About this task.
How many lines of the listing below contain "struct"? State the number alone.
═══ Dataset entries
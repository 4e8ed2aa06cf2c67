use crate::cache::DocumentCache;
use crate::interpret::{InterpreterWarning, WarningSinkFn};
use folio_syntax::object::{Dict, FromObject, Name, ObjRef, Object, Resolve, ResolveExt};
use log::warn;

/// Everything needed to load resources (color spaces, images, shadings,
/// patterns, fonts) from their dictionaries.
#[derive(Clone, Copy)]
pub struct LoadContext<'a> {
    /// Access to indirect objects.
    pub resolver: &'a dyn Resolve,
    /// The document-wide caches.
    pub cache: &'a DocumentCache,
    /// Where to report recoverable problems.
    pub warning_sink: &'a WarningSinkFn,
}

impl<'a> LoadContext<'a> {
    /// Create a new load context.
    pub fn new(
        resolver: &'a dyn Resolve,
        cache: &'a DocumentCache,
        warning_sink: &'a WarningSinkFn,
    ) -> Self {
        Self {
            resolver,
            cache,
            warning_sink,
        }
    }

    pub(crate) fn warn(&self, warning: InterpreterWarning) {
        (self.warning_sink)(warning);
    }

    pub(crate) fn deref(&self, obj: &Object) -> Option<Object> {
        self.resolver.deref_object(obj)
    }

    pub(crate) fn cast<T: FromObject>(&self, obj: &Object) -> Option<T> {
        self.resolver.cast(obj)
    }

    pub(crate) fn get<T: FromObject>(&self, dict: &Dict, key: &[u8]) -> Option<T> {
        self.resolver.get(dict, key)
    }

    /// Look up `name` in the `category` sub-dictionary of `resources`.
    ///
    /// Also returns the reference the resource is stored under, which serves
    /// as its cache key.
    pub(crate) fn resource(
        &self,
        resources: &Dict,
        category: &[u8],
        name: &Name,
    ) -> Option<(Option<ObjRef>, Object)> {
        let found = self
            .get::<Dict>(resources, category)
            .and_then(|dict| self.resolver.get_with_ref(&dict, name.as_bytes()));

        if found.is_none() {
            warn!(
                "missing resource {} in {}",
                name.as_str(),
                String::from_utf8_lossy(category)
            );
            self.warn(InterpreterWarning::MissingResource);
        }

        found
    }
}
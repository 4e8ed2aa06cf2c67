//! Document-wide caches for decoded resources.
//!
//! All caches are keyed by the reference of the indirect object a resource
//! was loaded from, and are safe to share between threads that render
//! different pages of the same document. A value is computed outside of the
//! lock, so two threads racing for the same key may both decode it. The
//! first one to finish wins and the other result is dropped, which is fine
//! since decoding is deterministic.

use crate::color::ColorSpace;
use crate::color::icc::IccProfile;
use crate::font::Font;
use crate::image::DecodedImage;
use crate::picture::Picture;
use crate::shading::Shading;
use folio_syntax::object::ObjRef;
use rustc_hash::FxHashMap;
use std::sync::{Arc, Mutex, MutexGuard};

/// A thread-safe memoization map from object references to values.
///
/// Failed loads are cached as well, so a broken resource is only decoded once.
pub struct ObjectCache<T: ?Sized>(Arc<Mutex<FxHashMap<ObjRef, Option<Arc<T>>>>>);

impl<T: ?Sized> ObjectCache<T> {
    /// Create a new, empty cache.
    pub fn new() -> Self {
        Self(Arc::new(Mutex::new(FxHashMap::default())))
    }

    /// Return the cached value for `id`, or compute and insert it.
    pub fn get_or_insert_with(
        &self,
        id: ObjRef,
        f: impl FnOnce() -> Option<Arc<T>>,
    ) -> Option<Arc<T>> {
        if let Some(cached) = self.lock().get(&id) {
            return cached.clone();
        }

        let computed = f();

        self.lock().entry(id).or_insert(computed).clone()
    }

    /// Return the cached value for `id` if it has been loaded before.
    pub fn get(&self, id: ObjRef) -> Option<Option<Arc<T>>> {
        self.lock().get(&id).cloned()
    }

    /// The number of cached entries, failed loads included.
    pub fn len(&self) -> usize {
        self.lock().len()
    }

    /// Whether the cache is empty.
    pub fn is_empty(&self) -> bool {
        self.len() == 0
    }

    /// Drop all entries.
    pub fn clear(&self) {
        self.lock().clear();
    }

    fn lock(&self) -> MutexGuard<'_, FxHashMap<ObjRef, Option<Arc<T>>>> {
        // A panic while holding the lock cannot leave the map in a broken
        // state, since entries are only ever inserted whole.
        self.0.lock().unwrap_or_else(|e| e.into_inner())
    }
}

impl<T: ?Sized> Clone for ObjectCache<T> {
    fn clone(&self) -> Self {
        Self(self.0.clone())
    }
}

impl<T: ?Sized> Default for ObjectCache<T> {
    fn default() -> Self {
        Self::new()
    }
}

impl<T: ?Sized> std::fmt::Debug for ObjectCache<T> {
    fn fmt(&self, f: &mut std::fmt::Formatter<'_>) -> std::fmt::Result {
        write!(f, "ObjectCache({} entries)", self.len())
    }
}

/// The caches shared by all pages of a document.
///
/// Cloning is cheap and yields a handle to the same caches. Dropping the
/// last handle frees everything, which is the only way entries are evicted.
#[derive(Debug, Clone, Default)]
pub struct DocumentCache {
    /// Decoded image XObjects.
    pub images: ObjectCache<DecodedImage>,
    /// Resolved color spaces.
    pub color_spaces: ObjectCache<ColorSpace>,
    /// Parsed ICC profiles, keyed by their stream.
    pub icc_profiles: ObjectCache<IccProfile>,
    /// Recorded tiling pattern cells.
    pub pictures: ObjectCache<Picture>,
    /// Parsed shadings.
    pub shadings: ObjectCache<Shading>,
    /// Loaded fonts.
    pub fonts: ObjectCache<dyn Font>,
}

impl DocumentCache {
    /// Create a new set of empty caches.
    pub fn new() -> Self {
        Self::default()
    }
}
══════
Response area.
3